Task instructions:
Write out each entry, exactly the way it appears.

Supplied records Start Marker

//! Identity-graph client implementation using reqwest.

use async_trait::async_trait;
use reqwest::Client;
use reqwest::header::ACCEPT;
use serde::Deserialize;
use serde::de::DeserializeOwned;
use url::Url;

use crate::config::GraphConfig;
use crate::services::graph::client::{GraphClient, GraphError, GraphResult};
use crate::services::graph::types::{
    AppRoleAssignment, BearerToken, ServicePrincipal, UserIdentity,
};

/// HTTP transport for the identity graph.
///
/// One request per call, no retries. Timeouts come from `GraphConfig`.
#[derive(Clone, Debug)]
pub struct HttpGraphClient {
    base_url: Url,
    client: Client,
}

impl HttpGraphClient {
    pub fn new(config: &GraphConfig) -> GraphResult<Self> {
        let client = Client::builder()
            .timeout(config.timeout)
            .build()
            .map_err(|e| GraphError::Transport(format!("failed to build http client: {e}")))?;

        Ok(Self {
            base_url: config.base_url.clone(),
            client,
        })
    }

    fn endpoint<I>(&self, segments: I) -> GraphResult<Url>
    where
        I: IntoIterator,
        I::Item: AsRef<str>,
    {
        let mut url = self.base_url.clone();
        url.path_segments_mut()
            .map_err(|_| GraphError::Transport("graph base url cannot take a path".to_string()))?
            .pop_if_empty()
            .extend(segments);
        Ok(url)
    }

    async fn get_json<T: DeserializeOwned>(&self, url: Url, token: &BearerToken) -> GraphResult<T> {
        let response = self
            .client
            .get(url)
            .bearer_auth(token.as_str())
            .header(ACCEPT, "application/json")
            .send()
            .await
            .map_err(|e| GraphError::Transport(e.to_string()))?;

        let status = response.status();
        let body = response
            .text()
            .await
            .map_err(|e| GraphError::Transport(e.to_string()))?;

        if !status.is_success() {
            return Err(GraphError::Status {
                status: status.as_u16(),
                message: extract_error_message(&body),
            });
        }

        serde_json::from_str(&body).map_err(|e| GraphError::Decode(e.to_string()))
    }
}

#[derive(Debug, Deserialize)]
struct MeResponse {
    #[serde(default)]
    id: Option<String>,
}

// OData collection envelope.
#[derive(Debug, Deserialize)]
struct Collection<T> {
    #[serde(default = "Vec::new")]
    value: Vec<T>,
}

// Graph errors look like {"error":{"code":"...","message":"..."}}.
fn extract_error_message(body: &str) -> Option<String> {
    if body.trim().is_empty() {
        return None;
    }

    let parsed = serde_json::from_str::<serde_json::Value>(body).ok()?;
    parsed
        .get("error")
        .and_then(|error| error.get("message"))
        .and_then(|message| message.as_str())
        .map(ToOwned::to_owned)
}

fn app_id_filter(app_id: &str) -> String {
    // OData string literals escape a single quote by doubling it.
    format!("appId eq '{}'", app_id.replace('\'', "''"))
}

#[async_trait]
impl GraphClient for HttpGraphClient {
    async fn me(&self, token: &BearerToken) -> GraphResult<UserIdentity> {
        let url = self.endpoint(["me"])?;
        let me: MeResponse = self.get_json(url, token).await?;

        match me.id {
            Some(id) if !id.trim().is_empty() => Ok(UserIdentity::new(id)),
            _ => Err(GraphError::Decode("user id missing from /me".to_string())),
        }
    }

    async fn service_principals_by_app_id(
        &self,
        token: &BearerToken,
        app_id: &str,
    ) -> GraphResult<Vec<ServicePrincipal>> {
        let mut url = self.endpoint(["servicePrincipals"])?;
        url.query_pairs_mut()
            .append_pair("$filter", &app_id_filter(app_id));

        let page: Collection<ServicePrincipal> = self.get_json(url, token).await?;
        Ok(page.value)
    }

    async fn app_role_assignments(
        &self,
        token: &BearerToken,
        user: &UserIdentity,
    ) -> GraphResult<Vec<AppRoleAssignment>> {
        let url = self.endpoint(["users", user.as_str(), "appRoleAssignments"])?;
        let page: Collection<AppRoleAssignment> = self.get_json(url, token).await?;
        Ok(page.value)
    }
}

Supplied records End Marker

Response area:
//! Identity-graph client implementation using reqwest.

use async_trait::async_trait;
use reqwest::Client;
use reqwest::header::ACCEPT;
use serde::Deserialize;
use serde::de::DeserializeOwned;
use url::Url;

use crate::config::GraphConfig;
use crate::services::graph::client::{GraphClient, GraphError, GraphResult};
use crate::services::graph::types::{
    AppRoleAssignment, BearerToken, ServicePrincipal, UserIdentity,
};

/// HTTP transport for the identity graph.
///
/// One request per call, no retries. Timeouts come from `GraphConfig`.
#[derive(Clone, Debug)]
pub struct HttpGraphClient {
    base_url: Url,
    client: Client,
}

impl HttpGraphClient {
    pub fn new(config: &GraphConfig) -> GraphResult<Self> {
        let client = Client::builder()
            .timeout(config.timeout)
            .build()
            .map_err(|e| GraphError::Transport(format!("failed to build http client: {e}")))?;

        Ok(Self {
            base_url: config.base_url.clone(),
            client,
        })
    }

    fn endpoint<I>(&self, segments: I) -> GraphResult<Url>
    where
        I: IntoIterator,
        I::Item: AsRef<str>,
    {
        let mut url = self.base_url.clone();
        url.path_segments_mut()
            .map_err(|_| GraphError::Transport("graph base url cannot take a path".to_string()))?
            .pop_if_empty()
            .extend(segments);
        Ok(url)
    }

    async fn get_json<T: DeserializeOwned>(&self, url: Url, token: &BearerToken) -> GraphResult<T> {
        let response = self
            .client
            .get(url)
            .bearer_auth(token.as_str())
            .header(ACCEPT, "application/json")
            .send()
            .await
            .map_err(|e| GraphError::Transport(e.to_string()))?;

        let status = response.status();
        let body = response
            .text()
            .await
            .map_err(|e| GraphError::Transport(e.to_string()))?;

        if !status.is_success() {
            return Err(GraphError::Status {
                status: status.as_u16(),
                message: extract_error_message(&body),
            });
        }

        serde_json::from_str(&body).map_err(|e| GraphError::Decode(e.to_string()))
    }
}

#[derive(Debug, Deserialize)]
struct MeResponse {
    #[serde(default)]
    id: Option<String>,
}

// OData collection envelope.
#[derive(Debug, Deserialize)]
struct Collection<T> {
    #[serde(default = "Vec::new")]
    value: Vec<T>,
}

// Graph errors look like {"error":{"code":"...","message":"..."}}.
fn extract_error_message(body: &str) -> Option<String> {
    if body.trim().is_empty() {
        return None;
    }

    let parsed = serde_json::from_str::<serde_json::Value>(body).ok()?;
    parsed
        .get("error")
        .and_then(|error| error.get("message"))
        .and_then(|message| message.as_str())
        .map(ToOwned::to_owned)
}

fn app_id_filter(app_id: &str) -> String {
    // OData string literals escape a single quote by doubling it.
    format!("appId eq '{}'", app_id.replace('\'', "''"))
}

#[async_trait]
impl GraphClient for HttpGraphClient {
    async fn me(&self, token: &BearerToken) -> GraphResult<UserIdentity> {
        let url = self.endpoint(["me"])?;
        let me: MeResponse = self.get_json(url, token).await?;

        match me.id {
            Some(id) if !id.trim().is_empty() => Ok(UserIdentity::new(id)),
            _ => Err(GraphError::Decode("user id missing from /me".to_string())),
        }
    }

    async fn service_principals_by_app_id(
        &self,
        token: &BearerToken,
        app_id: &str,
    ) -> GraphResult<Vec<ServicePrincipal>> {
        let mut url = self.endpoint(["servicePrincipals"])?;
        url.query_pairs_mut()
            .append_pair("$filter", &app_id_filter(app_id));

        let page: Collection<ServicePrincipal> = self.get_json(url, token).await?;
        Ok(page.value)
    }

    async fn app_role_assignments(
        &self,
        token: &BearerToken,
        user: &UserIdentity,
    ) -> GraphResult<Vec<AppRoleAssignment>> {
        let url = self.endpoint(["users", user.as_str(), "appRoleAssignments"])?;
        let page: Collection<AppRoleAssignment> = self.get_json(url, token).await?;
        Ok(page.value)
    }
}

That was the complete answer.